There was not much stirring in London in the early part of that season, and the scandal about Lady Perivale was dinned into Haldane's ears wherever he went. Young women talked about it, in allusive speech, with a pretence of naïveté. What was the story? They pretended not to know what it all meant; but they knew their mothers were not going to call upon her ever again; so they opined that it must be something very dreadful, considering the sort of people their mothers went on visiting and entertaining season after season. It must be something worse than the things that were said about Lady Such-and-Such, or even about Mrs. So-and-So.
Haldane heard, and the iron entered into his soul; and he held himself aloof from the woman he loved, fearing, doubting, waiting.
"If that man appears upon the scene I shall know it's all over," he thought.
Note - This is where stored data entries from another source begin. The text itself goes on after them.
//! Pipeline parameters: validation, defaults and factory presets.
//!
//! A parameter bundle is immutable for the duration of a frame; it is only
//! swapped between frames through [`crate::dsp::NoiseReducer::configure`],
//! which rejects out-of-range values and keeps the previous bundle intact
//! on rejection.

use serde::{Deserialize, Serialize};
use thiserror::Error;

/// Speech-relevant tracking cutoff used for the default tracked range.
pub const DEFAULT_TRACKED_CUTOFF_HZ: f32 = 4000.0;
/// Reference sample rate for the default tracked range.
pub const DEFAULT_SAMPLE_RATE: f32 = 44100.0;
/// Default FFT size.
pub const DEFAULT_FFT_SIZE: usize = 1024;

/// Parameter out of its valid range, rejected at configure time.
#[derive(Debug, Error, PartialEq)]
pub enum ParamError {
    #[error("alpha_decay must be in (0, 1), got {0}")]
    AlphaDecay(f32),
    #[error("suppression_factor must be >= 0, got {0}")]
    SuppressionFactor(f32),
    #[error("noise_floor_gain must be in [0, 1], got {0}")]
    NoiseFloorGain(f32),
    #[error("tracked_bins must be in 1..={fft_size}, got {tracked_bins}")]
    TrackedBins { tracked_bins: usize, fft_size: usize },
}

/// Configuration bundle for one pipeline run.
#[derive(Debug, Clone, Copy, PartialEq, Serialize, Deserialize)]
pub struct DenoiseParams {
    /// Upward relaxation rate of the noise estimate, per frame. In (0, 1).
    pub alpha_decay: f32,
    /// Over-subtraction aggressiveness. 0 disables suppression entirely.
    pub suppression_factor: f32,
    /// Minimum allowed per-bin gain, in [0, 1].
    pub noise_floor_gain: f32,
    /// Number of low-frequency bins with a tracked noise estimate (M ≤ N).
    pub tracked_bins: usize,
}

impl Default for DenoiseParams {
    fn default() -> Self {
        Self {
            alpha_decay: 0.01,
            suppression_factor: 1.0,
            noise_floor_gain: 0.1,
            tracked_bins: tracked_bins_for_cutoff(
                DEFAULT_TRACKED_CUTOFF_HZ,
                DEFAULT_SAMPLE_RATE,
                DEFAULT_FFT_SIZE,
            ),
        }
    }
}

impl DenoiseParams {
    /// Validate every field against its range and the transform size.
    pub fn validate(&self, fft_size: usize) -> Result<(), ParamError> {
        if !(self.alpha_decay > 0.0 && self.alpha_decay < 1.0) {
            return Err(ParamError::AlphaDecay(self.alpha_decay));
        }
        if !(self.suppression_factor >= 0.0) {
            return Err(ParamError::SuppressionFactor(self.suppression_factor));
        }
        if !(0.0..=1.0).contains(&self.noise_floor_gain) {
            return Err(ParamError::NoiseFloorGain(self.noise_floor_gain));
        }
        if self.tracked_bins == 0 || self.tracked_bins > fft_size {
            return Err(ParamError::TrackedBins {
                tracked_bins: self.tracked_bins,
                fft_size,
            });
        }
        Ok(())
    }
}

/// Number of bins needed to cover `cutoff_hz` at the given sample rate and
/// transform size. 4000 Hz at 44.1 kHz with N = 1024 gives 93 bins (0..=92).
pub fn tracked_bins_for_cutoff(cutoff_hz: f32, sample_rate: f32, fft_size: usize) -> usize {
    assert!(sample_rate > 0.0, "sample_rate must be > 0");
    let bin_width = sample_rate / fft_size as f32;
    ((cutoff_hz / bin_width).ceil() as usize).clamp(1, fft_size)
}

/// Factory presets for common cleanup scenarios.
#[derive(Debug, Clone, Copy, PartialEq, Eq, Serialize, Deserialize)]
pub enum DenoisePreset {
    #[serde(rename = "Gentle")]
    Gentle,
    #[serde(rename = "Standard")]
    Standard,
    #[serde(rename = "Aggressive")]
    Aggressive,
}

impl DenoisePreset {
    pub fn name(&self) -> &'static str {
        match self {
            DenoisePreset::Gentle => "Gentle",
            DenoisePreset::Standard => "Standard",
            DenoisePreset::Aggressive => "Aggressive",
        }
    }

    pub fn description(&self) -> &'static str {
        match self {
            DenoisePreset::Gentle => "Light touch for mostly clean recordings",
            DenoisePreset::Standard => "Balanced suppression for typical room noise",
            DenoisePreset::Aggressive => "Heavy cleanup for noisy field recordings",
        }
    }

    pub fn params(&self) -> DenoiseParams {
        let base = DenoiseParams::default();
        match self {
            DenoisePreset::Gentle => DenoiseParams {
                alpha_decay: 0.02,
                suppression_factor: 0.7,
                noise_floor_gain: 0.25,
                ..base
            },
            DenoisePreset::Standard => base,
            DenoisePreset::Aggressive => DenoiseParams {
                alpha_decay: 0.005,
                suppression_factor: 2.0,
                noise_floor_gain: 0.02,
                ..base
            },
        }
    }
}

#[cfg(test)]
mod tests {
    use super::*;

    #[test]
    fn test_default_params_valid() {
        let params = DenoiseParams::default();
        assert!(params.validate(DEFAULT_FFT_SIZE).is_ok());
        assert_eq!(params.tracked_bins, 93);
    }

    #[test]
    fn test_rejects_out_of_range() {
        let base = DenoiseParams::default();
        let n = DEFAULT_FFT_SIZE;

        assert!(matches!(
            DenoiseParams { alpha_decay: 0.0, ..base }.validate(n),
            Err(ParamError::AlphaDecay(_))
        ));
        assert!(matches!(
            DenoiseParams { alpha_decay: 1.0, ..base }.validate(n),
            Err(ParamError::AlphaDecay(_))
        ));
        assert!(matches!(
            DenoiseParams { suppression_factor: -0.1, ..base }.validate(n),
            Err(ParamError::SuppressionFactor(_))
        ));
        assert!(matches!(
            DenoiseParams { noise_floor_gain: 1.5, ..base }.validate(n),
            Err(ParamError::NoiseFloorGain(_))
        ));
        assert!(matches!(
            DenoiseParams { tracked_bins: 0, ..base }.validate(n),
            Err(ParamError::TrackedBins { .. })
        ));
        assert!(matches!(
            DenoiseParams { tracked_bins: n + 1, ..base }.validate(n),
            Err(ParamError::TrackedBins { .. })
        ));
    }

    #[test]
    fn test_rejects_nan() {
        let base = DenoiseParams::default();
        assert!(DenoiseParams { alpha_decay: f32::NAN, ..base }
            .validate(DEFAULT_FFT_SIZE)
            .is_err());
        assert!(DenoiseParams { suppression_factor: f32::NAN, ..base }
            .validate(DEFAULT_FFT_SIZE)
            .is_err());
    }

    #[test]
    fn test_presets_valid() {
        for preset in [
            DenoisePreset::Gentle,
            DenoisePreset::Standard,
            DenoisePreset::Aggressive,
        ] {
            assert!(preset.params().validate(DEFAULT_FFT_SIZE).is_ok(), "{}", preset.name());
        }
    }

    #[test]
    fn test_serde_round_trip() {
        let params = DenoisePreset::Aggressive.params();
        let json = serde_json::to_string(&params).unwrap();
        let back: DenoiseParams = serde_json::from_str(&json).unwrap();
        assert_eq!(params, back);
    }
}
He walked from his rooms in Jermyn Street to Grosvenor Square every night, and paced the pavements within view of Lady Perivale's windows, steering clear of the houses where there were parties, with awnings, and blocks of bystanders, and policemen, and linkmen. He saw the lighted windows of the morning-room, and sometimes saw a graceful shadow flit across the blind, and knew that she was there, and alone. No masculine form ever passed between the lamp and the windows. Susan Rodney appeared there once or twice a week, and he sometimes saw her driven away in a humble four-wheeler, on the stroke of eleven. But the figure he feared to see never crossed the threshold.